India’s primary defence research organisation Defence Research and Development Organisation (DRDO) recently conducted a successful test of a laser system mounted on a truck, and plans are now afoot to create a more powerful laser with a longer range, people familiar with the development told ET.
Private companies such as Kalyani Group and Rolls-Royce are also looking to develop or build DEWs in the country. DEWs are weapons that produce a beam of concentrated electromagnetic energy. There are mainly two types of DEWs: high powered lasers and microwaves. DEWs are anti-personnel as they can cause intolerable burning of an area in the body and blindness, and anti-material as it can be used to destroy missiles, ships, UAVs and fry circuitry of equipment deployed in a battlefield.

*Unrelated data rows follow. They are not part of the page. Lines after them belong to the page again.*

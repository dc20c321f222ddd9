//! Identity of managed entities and the per-unit-of-work identity map.

use std::collections::HashMap;
use std::fmt;

/// A primary-key value. Composite keys are out of scope.
#[derive(Debug, Clone, PartialEq, Eq, Hash)]
pub enum PkValue {
	Int(i64),
	Str(String),
}

impl fmt::Display for PkValue {
	fn fmt(&self, f: &mut fmt::Formatter<'_>) -> fmt::Result {
		match self {
			PkValue::Int(v) => write!(f, "{v}"),
			PkValue::Str(s) => f.write_str(s),
		}
	}
}

impl From<i64> for PkValue {
	fn from(v: i64) -> Self {
		PkValue::Int(v)
	}
}

impl From<i32> for PkValue {
	fn from(v: i32) -> Self {
		PkValue::Int(i64::from(v))
	}
}

impl From<u64> for PkValue {
	fn from(v: u64) -> Self {
		PkValue::Int(v as i64)
	}
}

impl From<&str> for PkValue {
	fn from(v: &str) -> Self {
		PkValue::Str(v.to_string())
	}
}

impl From<String> for PkValue {
	fn from(v: String) -> Self {
		PkValue::Str(v)
	}
}

/// `(type, primary key)` identity of a managed entity.
#[derive(Debug, Clone, PartialEq, Eq, Hash)]
pub struct Identity {
	pub type_name: String,
	pub pk: PkValue,
}

impl Identity {
	pub fn new(type_name: impl Into<String>, pk: impl Into<PkValue>) -> Self {
		Self {
			type_name: type_name.into(),
			pk: pk.into(),
		}
	}
}

impl fmt::Display for Identity {
	fn fmt(&self, f: &mut fmt::Formatter<'_>) -> fmt::Result {
		write!(f, "{}#{}", self.type_name, self.pk)
	}
}

/// Maps identities to instance slots. At most one live instance exists per
/// identity while its primary key is assigned; the map is local to one
/// unit of work and never shared.
#[derive(Debug, Default)]
pub struct IdentityMap {
	slots: HashMap<Identity, usize>,
}

impl IdentityMap {
	pub fn new() -> Self {
		Self::default()
	}

	/// Register an identity. Returns the previously mapped slot when the
	/// identity was already present (the caller decides whether that is a
	/// replacement or a bug).
	pub fn insert(&mut self, identity: Identity, slot: usize) -> Option<usize> {
		self.slots.insert(identity, slot)
	}

	pub fn get(&self, identity: &Identity) -> Option<usize> {
		self.slots.get(identity).copied()
	}

	pub fn contains(&self, identity: &Identity) -> bool {
		self.slots.contains_key(identity)
	}

	pub fn remove(&mut self, identity: &Identity) -> Option<usize> {
		self.slots.remove(identity)
	}

	pub fn clear(&mut self) {
		self.slots.clear();
	}

	pub fn len(&self) -> usize {
		self.slots.len()
	}

	pub fn is_empty(&self) -> bool {
		self.slots.is_empty()
	}
}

While information is not available on whether India is developing microwave weapons, DRDO tested a 1KW laser weapon system mounted on a truck at Chitradurga in Karnataka towards August end. “The laser beam hit a target located 250 metres away,” an official said. “It took 36 seconds for it to make a hole in the metal sheet.” The test was conducted in the presence of then defence minister Arun Jaitley, the person said.
The next step is to test a higher powered laser, 2KW, mounted on the truck against a metal sheet located at a distance of 1 km. Two DRDO laboratories — Centre for High Energy Systems and Sciences (CHESS) and Laser Science & Technology Centre (LASTEC) — are currently working on developing the source for generating the laser, officials said. At present, the source of the laser, which is the “heart of the system”, is imported from Germany.
Other challenges include developing a cooling mechanism for the system that heats up when the laser beam is fired, ensuring a focused beam towards a distant target and optoelectronics, or optronics, involving lenses to create that focus, they said. “The weapon is not ready yet and it will take years for it to happen,” said an official. DRDO did not officially respond to a questionnaire on the subject sent by ET to it as of press time Wednesday.
Private companies too are looking to enter DEW space. A senior official at Kalyani Group said Kalyani Centre for Technology and Innovation is in the “initial stages” of developing DEWs. “We are identifying two segments: ‘lethality’ to kill and ‘survivability’ aimed at destroying incoming missiles,” the person told ET. “We will initially be working on the latter and are setting up a lab in Pune.”
Rolls-Royce’s global strategic marketing director Ben Story, in a conversation with ET had recently said that there are “conversations” happening between the company and India on DEWs.
A release by Press Information Bureau back in December 2013 had confirmed that DRDO’s CHESS and LASTEC were researching on DEWs and laser technology, respectively. A 2015 DRDO bulletin titled ‘Technology Focus’ stated that LASTEC with the help of a collaborator had developed a unit of 1kW ‘single mode fibre laser’ and work was on for developing 5kW and 9kW fibre laser sources.
LASTEC has also developed a 10kW Chemical Oxygen Iodine Laser (COIL) and is working on developing a 30-100 kW vehicle-mounted COIL system, sources said.